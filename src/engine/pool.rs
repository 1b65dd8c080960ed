//! Bounded worker pool over an item list.
//!
//! Fetch futures run with at most `limit` in flight; completion order is
//! whatever the network gives us, but results come back in input order.
//! Workers encode their own transient failures as absence inside their
//! result type; the only error expected to escape a worker is the
//! reauthentication signal, which aborts the whole pool at once.

use std::future::Future;

use futures::stream::{self, StreamExt};

use crate::api::FetchError;

pub async fn run_pool<T, R, F, Fut>(
    items: Vec<T>,
    limit: usize,
    worker: F,
) -> Result<Vec<R>, FetchError>
where
    F: Fn(T) -> Fut,
    Fut: Future<Output = Result<R, FetchError>>,
{
    let total = items.len();
    if total == 0 {
        return Ok(Vec::new());
    }
    let limit = limit.clamp(1, total);

    let mut completed: Vec<(usize, R)> = Vec::with_capacity(total);
    let mut in_flight = stream::iter(items.into_iter().enumerate())
        .map(|(index, item)| {
            let fut = worker(item);
            async move { (index, fut.await) }
        })
        .buffer_unordered(limit);

    while let Some((index, result)) = in_flight.next().await {
        match result {
            Ok(value) => completed.push((index, value)),
            Err(e) => return Err(e),
        }
    }

    completed.sort_by_key(|(index, _)| *index);
    Ok(completed.into_iter().map(|(_, value)| value).collect())
}

#[cfg(test)]
mod tests {
    use super::*;
    use std::sync::atomic::{AtomicUsize, Ordering};
    use std::sync::Arc;
    use std::time::Duration;

    #[tokio::test]
    async fn empty_input_yields_empty_output() {
        let result: Vec<i32> = run_pool(Vec::<i32>::new(), 4, |v| async move { Ok(v) })
            .await
            .unwrap();
        assert!(result.is_empty());
    }

    #[tokio::test]
    async fn limit_is_clamped_to_item_count() {
        // limit 0 must still make progress
        let result = run_pool(vec![1, 2, 3], 0, |v| async move { Ok(v * 2) })
            .await
            .unwrap();
        assert_eq!(result, vec![2, 4, 6]);

        let result = run_pool(vec![1], 100, |v| async move { Ok(v) }).await.unwrap();
        assert_eq!(result, vec![1]);
    }

    #[tokio::test]
    async fn results_preserve_input_order_under_reordered_completion() {
        // Earlier items sleep longer, so completion order is reversed.
        let result = run_pool(vec![30u64, 20, 10], 3, |delay| async move {
            tokio::time::sleep(Duration::from_millis(delay)).await;
            Ok(delay)
        })
        .await
        .unwrap();
        assert_eq!(result, vec![30, 20, 10]);
    }

    #[tokio::test]
    async fn worker_encoded_failure_does_not_abort_siblings() {
        // Item 3's worker catches its own error and returns absence.
        let result = run_pool(vec![1, 2, 3, 4, 5], 2, |v| async move {
            if v == 3 {
                Ok(None)
            } else {
                Ok(Some(v))
            }
        })
        .await
        .unwrap();
        assert_eq!(result.len(), 5);
        assert_eq!(result[2], None);
        assert_eq!(result[4], Some(5));
    }

    #[tokio::test]
    async fn reauth_aborts_the_pool() {
        let started = Arc::new(AtomicUsize::new(0));
        let counter = Arc::clone(&started);

        let result = run_pool(vec![1, 2, 3, 4, 5, 6, 7, 8], 2, move |v| {
            let counter = Arc::clone(&counter);
            async move {
                counter.fetch_add(1, Ordering::SeqCst);
                if v == 2 {
                    Err(FetchError::ReauthRequired)
                } else {
                    tokio::time::sleep(Duration::from_millis(5)).await;
                    Ok(v)
                }
            }
        })
        .await;

        assert!(matches!(result, Err(FetchError::ReauthRequired)));
        // With a limit of 2, nowhere near all eight items were dispatched.
        assert!(started.load(Ordering::SeqCst) < 8);
    }

    #[tokio::test]
    async fn at_most_limit_workers_in_flight() {
        let active = Arc::new(AtomicUsize::new(0));
        let peak = Arc::new(AtomicUsize::new(0));

        let (active_ref, peak_ref) = (Arc::clone(&active), Arc::clone(&peak));
        run_pool(vec![(); 20], 3, move |_| {
            let active = Arc::clone(&active_ref);
            let peak = Arc::clone(&peak_ref);
            async move {
                let now = active.fetch_add(1, Ordering::SeqCst) + 1;
                peak.fetch_max(now, Ordering::SeqCst);
                tokio::time::sleep(Duration::from_millis(10)).await;
                active.fetch_sub(1, Ordering::SeqCst);
                Ok(())
            }
        })
        .await
        .unwrap();

        assert!(peak.load(Ordering::SeqCst) <= 3);
    }
}
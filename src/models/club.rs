//! Club identity and the categories served by the club-details endpoint.

use chrono::{DateTime, Utc};
use serde::{Deserialize, Serialize};
use sha2::{Digest, Sha256};

use super::{ArenaId, ClubId, LeagueUnitId};

/// A club the user chose to follow. Identity and routing metadata are
/// supplied externally; the engine only caches them.
#[derive(Debug, Clone, PartialEq, Eq, Serialize, Deserialize)]
pub struct TrackedClub {
    pub id: ClubId,
    pub name: String,
    pub league_unit_id: Option<LeagueUnitId>,
    pub arena_id: Option<ArenaId>,
}

impl TrackedClub {
    pub fn new(id: ClubId, name: impl Into<String>) -> Self {
        Self {
            id,
            name: name.into(),
            league_unit_id: None,
            arena_id: None,
        }
    }
}

/// Everything the club-details endpoint yields in a single fetch:
/// identity, routing ids, the current press announcement and fan club.
#[derive(Debug, Clone, Serialize, Deserialize)]
pub struct ClubDetails {
    pub club_id: ClubId,
    pub name: String,
    pub league_unit_id: Option<LeagueUnitId>,
    pub arena_id: Option<ArenaId>,
    pub arena_name: Option<String>,
    pub fan_club: FanClubReport,
    pub press: Option<PressAnnouncement>,
}

/// The club's current press announcement.
#[derive(Debug, Clone, PartialEq, Serialize, Deserialize)]
pub struct PressAnnouncement {
    pub subject: String,
    pub body: String,
    pub published: Option<DateTime<Utc>>,
}

impl PressAnnouncement {
    /// Content fingerprint over subject, body and publication date.
    /// Any wording change counts as one change, not one per field.
    pub fn fingerprint(&self) -> String {
        let mut hasher = Sha256::new();
        hasher.update(self.subject.as_bytes());
        hasher.update([0u8]);
        hasher.update(self.body.as_bytes());
        hasher.update([0u8]);
        if let Some(published) = self.published {
            hasher.update(published.timestamp().to_be_bytes());
        }
        hex::encode(hasher.finalize())
    }
}

/// Fan club name and membership count.
#[derive(Debug, Clone, PartialEq, Serialize, Deserialize)]
pub struct FanClubReport {
    pub name: Option<String>,
    pub members: i64,
}

/// Arena detail as returned by the arena endpoint (stage 4); the club
/// details fetch only carries the arena id and name.
#[derive(Debug, Clone, PartialEq, Serialize, Deserialize)]
pub struct ArenaReport {
    pub arena_id: ArenaId,
    pub name: Option<String>,
    pub capacity: i64,
    pub under_construction: bool,
}

/// The club's trainer.
#[derive(Debug, Clone, PartialEq, Serialize, Deserialize)]
pub struct CoachReport {
    pub name: String,
    pub coach_type: String,
    pub leadership: Option<u32>,
}

#[cfg(test)]
mod tests {
    use super::*;

    fn press(subject: &str, body: &str) -> PressAnnouncement {
        PressAnnouncement {
            subject: subject.to_string(),
            body: body.to_string(),
            published: None,
        }
    }

    #[test]
    fn fingerprint_is_stable_for_identical_content() {
        assert_eq!(
            press("Derby win", "Great game.").fingerprint(),
            press("Derby win", "Great game.").fingerprint()
        );
    }

    #[test]
    fn fingerprint_changes_with_any_field() {
        let base = press("Derby win", "Great game.");
        assert_ne!(base.fingerprint(), press("Derby win", "Great game!").fingerprint());
        assert_ne!(base.fingerprint(), press("Derby loss", "Great game.").fingerprint());
    }

    #[test]
    fn fingerprint_separates_subject_and_body() {
        // "ab" + "c" must not collide with "a" + "bc"
        assert_ne!(press("ab", "c").fingerprint(), press("a", "bc").fingerprint());
    }
}
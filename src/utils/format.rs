//! Display formatting shared between change reports and any UI.
//!
//! Both sides of a change field go through these helpers so "previous"
//! and "current" always render the same way.

use chrono::{DateTime, Utc};

/// Format an integer with thin space grouping: 1234567 -> "1 234 567".
pub fn format_number(value: i64) -> String {
    let negative = value < 0;
    let digits: Vec<u8> = value.unsigned_abs().to_string().into_bytes();

    let mut out = String::with_capacity(digits.len() + digits.len() / 3 + 1);
    for (i, b) in digits.iter().enumerate() {
        if i > 0 && (digits.len() - i) % 3 == 0 {
            out.push(' ');
        }
        out.push(*b as char);
    }

    if negative {
        format!("-{}", out)
    } else {
        out
    }
}

/// Format a currency amount. The gateway reports whole units.
pub fn format_money(value: i64) -> String {
    format!("{} US$", format_number(value))
}

/// Format a timestamp for display, `never` when absent.
pub fn format_date(date: Option<DateTime<Utc>>) -> String {
    match date {
        Some(d) => d.format("%b %d, %Y").to_string(),
        None => "never".to_string(),
    }
}

/// Format an injury state: healthy, bruised, or weeks remaining.
pub fn format_injury(weeks: Option<u32>) -> String {
    match weeks {
        None => "healthy".to_string(),
        Some(0) => "bruised".to_string(),
        Some(1) => "1 week".to_string(),
        Some(w) => format!("{} weeks", w),
    }
}

/// Format an optional string, returning a default if None
pub fn format_optional(value: &Option<String>, default: &str) -> String {
    value.as_deref().unwrap_or(default).to_string()
}

#[cfg(test)]
mod tests {
    use super::*;
    use chrono::TimeZone;

    #[test]
    fn test_format_number() {
        assert_eq!(format_number(0), "0");
        assert_eq!(format_number(18), "18");
        assert_eq!(format_number(950), "950");
        assert_eq!(format_number(12345), "12 345");
        assert_eq!(format_number(1234567), "1 234 567");
        assert_eq!(format_number(-54321), "-54 321");
    }

    #[test]
    fn test_format_injury() {
        assert_eq!(format_injury(None), "healthy");
        assert_eq!(format_injury(Some(0)), "bruised");
        assert_eq!(format_injury(Some(1)), "1 week");
        assert_eq!(format_injury(Some(4)), "4 weeks");
    }

    #[test]
    fn test_format_date() {
        let d = Utc.with_ymd_and_hms(2026, 3, 5, 12, 0, 0).unwrap();
        assert_eq!(format_date(Some(d)), "Mar 05, 2026");
        assert_eq!(format_date(None), "never");
    }
}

=-=-=

■ TASK REQUIREMENTS: Scan the records above line by line, counting those where the word "published" appears, and give the count alone.

■ WRITTEN REPLY: 4